Ruy Castro sobre o Rio de Janeiro na 2ª Guerra: ‘Cartas eram censuradas, as famílias nem desconfiavam do que estava acontecendo no front’
Crédito, Heloísa Seixas
- Author, Júlia Dias Carneiro
- Role, Do Rio de Janeiro para a BBC News Brasil
O escritor Ruy Castro já retratou tantas facetas do Rio de Janeiro em sua obra que sua escolha como homenageado da Bienal do Livro deste ano, celebrando o título da cidade como Capital Mundial do Livro, é mesmo o “óbvio ululante” – para citar um de seus mais célebres biografados.
E é justo Nelson Rodrigues que Castro evoca ao dizer o que achou da homenagem: “Eu não caí das nuvens, eu quase caí do terceiro andar com essa notícia, que é muito mais grave que cair das nuvens”, brinca, recorrendo ao humor ácido do dramaturgo. “Isso me deixou muito contente, é claro.”

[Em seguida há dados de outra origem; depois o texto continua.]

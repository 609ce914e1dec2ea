// Waist (prismatic lift) controller, heights in meters

use crate::error::Result;
use crate::limb::Limb;
use crate::monitor::MotionStatus;
use crate::robot::Robot;

pub const DEFAULT_STEP: f64 = 0.05;

pub struct Waist<'a> {
    robot: &'a Robot,
}

impl<'a> Waist<'a> {
    pub(crate) fn new(robot: &'a Robot) -> Self {
        Self { robot }
    }

    /// Target height
    pub fn height(&self) -> f64 {
        self.robot.target(Limb::Waist).joints[0]
    }

    pub async fn set_height(&self, height: f64, block: bool) -> Result<MotionStatus> {
        self.robot.set_joints(Limb::Waist, &[height], block).await
    }

    /// Raise the target by `step` (DEFAULT_STEP if `None`)
    pub async fn up(&self, step: Option<f64>, block: bool) -> Result<MotionStatus> {
        self.step_by(step.unwrap_or(DEFAULT_STEP).abs(), block).await
    }

    pub async fn down(&self, step: Option<f64>, block: bool) -> Result<MotionStatus> {
        self.step_by(-step.unwrap_or(DEFAULT_STEP).abs(), block).await
    }

    async fn step_by(&self, delta: f64, block: bool) -> Result<MotionStatus> {
        self.robot
            .update_joints(Limb::Waist, |joints| joints[0] += delta, block)
            .await
    }

    pub async fn home(&self, block: bool) -> Result<MotionStatus> {
        self.robot.home(Limb::Waist, block).await
    }

    pub async fn stop(&self) -> Result<()> {
        self.robot.stop(Limb::Waist).await
    }

    pub fn is_moving(&self) -> bool {
        self.robot.is_moving(Limb::Waist)
    }
}
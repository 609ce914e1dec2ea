// Transport layer: how commands leave the runtime
//
// Provides:
// - The `Transport` publish seam used by the executor
// - A zenoh implementation talking to the robot bridge
// - An in-memory mock for tests and dry runs

mod mock;
mod zenoh_link;

pub use mock::MockTransport;
pub use zenoh_link::{FeedbackSubscriber, ZenohLink};

use serde::Serialize;

use crate::error::TransportError;

/// Publish side of the robot connection
///
/// Publishing is synchronous so it can also run from `Drop` (see `HaltGuard`).
pub trait Transport: Send + Sync {
    fn publish(&self, topic: &str, payload: Vec<u8>) -> Result<(), TransportError>;
}

/// Encode `message` as JSON and publish it
pub fn publish_json<T: Serialize + ?Sized>(
    transport: &dyn Transport,
    topic: &str,
    message: &T,
) -> Result<(), TransportError> {
    let payload = serde_json::to_vec(message)?;
    transport.publish(topic, payload)
}

/// Whether commands can currently reach the robot
#[derive(Debug, Clone, Copy, PartialEq, Eq)]
pub enum LinkState {
    Disconnected,
    Connected,
}
impl CompletionMonitor {
    pub fn new(stale_after: Duration) -> Self {
        let idle = LimbMotion {
            status: MotionStatus::Idle,
            generation: 0,
            issued_seq: 0,
        };
        let (events, _) = watch::channel(0);
        Self {
            limbs: Limb::ALL.iter().map(|_| Mutex::new(idle)).collect(),
            generation: AtomicU64::new(0),
            events,
            stale_after,
        }
    }

    fn lock(&self, limb: Limb) -> MutexGuard<'_, LimbMotion> {
        self.limbs[limb.index()]
            .lock()
            .unwrap_or_else(|poisoned| poisoned.into_inner())
    }

    fn notify(&self) {
        self.events.send_modify(|epoch| *epoch = epoch.wrapping_add(1));
    }

    pub fn subscribe(&self) -> watch::Receiver<u64> {
        self.events.subscribe()
    }

    pub fn status(&self, limb: Limb) -> MotionStatus {
        self.lock(limb).status
    }

    /// A command was issued: the limb is Moving, whatever it was before
    ///
    /// Returns the generation identifying this command.
    pub fn begin(&self, limb: Limb, feedback_seq: u64) -> u64 {
        let generation = self.generation.fetch_add(1, Ordering::SeqCst) + 1;
        *self.lock(limb) = LimbMotion {
            status: MotionStatus::Moving,
            generation,
            issued_seq: feedback_seq,
        };
        self.notify();
        generation
    }

    /// Move a still-running command to `status`; ignored if superseded
    pub fn finish(&self, limb: Limb, generation: u64, status: MotionStatus) -> bool {
        let finished = {
            let mut motion = self.lock(limb);
            if motion.generation == generation && motion.status == MotionStatus::Moving {
                motion.status = status;
                true
            } else {
                false
            }
        };
        if finished {
            debug!("{} -> {:?}", limb, status);
            self.notify();
        }
        finished
    }

    /// Stop request: Moving becomes Stopped, waiters see it immediately
    pub fn stop(&self, limb: Limb) {
        {
            let mut motion = self.lock(limb);
            if motion.status == MotionStatus::Moving {
                motion.status = MotionStatus::Stopped;
            }
        }
        self.notify();
    }

    /// Connection lost: every limb becomes Unknown
    pub fn mark_unknown(&self) {
        for limb in Limb::ALL {
            self.lock(limb).status = MotionStatus::Unknown;
        }
        self.notify();
    }

    /// Connection (re)established: Unknown limbs become Idle
    pub fn reset_unknown(&self) {
        for limb in Limb::ALL {
            let mut motion = self.lock(limb);
            if motion.status == MotionStatus::Unknown {
                motion.status = MotionStatus::Idle;
            }
        }
        self.notify();
    }

    /// Re-evaluate Moving limbs against a freshly ingested snapshot
    pub fn refresh(&self, snapshot: &FeedbackSnapshot, targets: &TargetStateStore) {
        for limb in Limb::JOINTED {
            let motion = *self.lock(limb);
            if motion.status != MotionStatus::Moving || motion.issued_seq >= snapshot.seq {
                continue;
            }
            let goal = to_execution(limb, &targets.joints(limb));
            if joints_settled(limb, &goal, snapshot) {
                self.finish(limb, motion.generation, MotionStatus::Completed);
            }
        }
        // feedback arrival wakes waiters even when nothing completed
        self.notify();
    }

    /// Compare the latest feedback with the target
    ///
    /// Missing or stale feedback counts as still moving. The chassis is
    /// moving while a planned motion runs.
    pub fn is_moving(&self, limb: Limb, targets: &TargetStateStore, feedback: &FeedbackCache) -> bool {
        if limb == Limb::Chassis {
            return self.status(limb) == MotionStatus::Moving;
        }
        let Some(snapshot) = feedback.latest() else {
            return true;
        };
        if snapshot.is_stale(self.stale_after) {
            debug!(
                "Stale feedback for {} ({:?} old), assuming moving",
                limb,
                snapshot.age()
            );
            return true;
        }
        let goal = to_execution(limb, &targets.joints(limb));
        !joints_settled(limb, &goal, &snapshot)
    }

    pub(crate) fn report(&self, limbs: &[Limb]) -> WaitReport {
        WaitReport {
            statuses: limbs.iter().map(|&limb| (limb, self.status(limb))).collect(),
        }
    }

    /// Suspend until none of `limbs` is Moving, or `timeout` elapses
    ///
    /// Limbs still moving at the deadline are marked TimedOut. Losing the
    /// link releases the waiter with `Disconnected`.
    pub async fn wait(
        &self,
        limbs: &[Limb],
        timeout: Duration,
        mut link: watch::Receiver<LinkState>,
    ) -> Result<WaitReport> {
        let deadline = Instant::now() + timeout;
        let mut events = self.subscribe();

        loop {
            events.borrow_and_update();
            if *link.borrow_and_update() != LinkState::Connected {
                warn!("Link lost while waiting for {:?}", limbs);
                return Err(MotionError::Disconnected);
            }

            let pending: Vec<Limb> = limbs
                .iter()
                .copied()
                .filter(|&limb| self.status(limb) == MotionStatus::Moving)
                .collect();
            if pending.is_empty() {
                return Ok(self.report(limbs));
            }

            tokio::select! {
                changed = events.changed() => {
                    if changed.is_err() {
                        return Err(MotionError::Disconnected);
                    }
                }
                changed = link.changed() => {
                    if changed.is_err() {
                        return Err(MotionError::Disconnected);
                    }
                }
                _ = sleep_until(deadline) => {
                    for limb in pending {
                        let generation = self.lock(limb).generation;
                        if self.finish(limb, generation, MotionStatus::TimedOut) {
                            info!("{} did not converge within {:?}", limb, timeout);
                        }
                    }
                    return Ok(self.report(limbs));
                }
            }
        }
    }
}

Castro, jornalista e imortal da Academia Brasileira de Letras, dedicou boa parte de sua carreira a obras que trazem o Rio como pano de fundo ou protagonista, desde livros sobre Ipanema e a bossa nova às biografias de Rodrigues e Garrincha.
Trincheira Tropical – A Segunda Guerra Mundial no Rio, que acaba de lançar (Companhia das Letras), desvela um novo prisma. “É quase uma história da vida privada no Rio durante o conflito, falando sobre tudo que aconteceu na cidade por causa da guerra”, descreve em entrevista à BBC News Brasil.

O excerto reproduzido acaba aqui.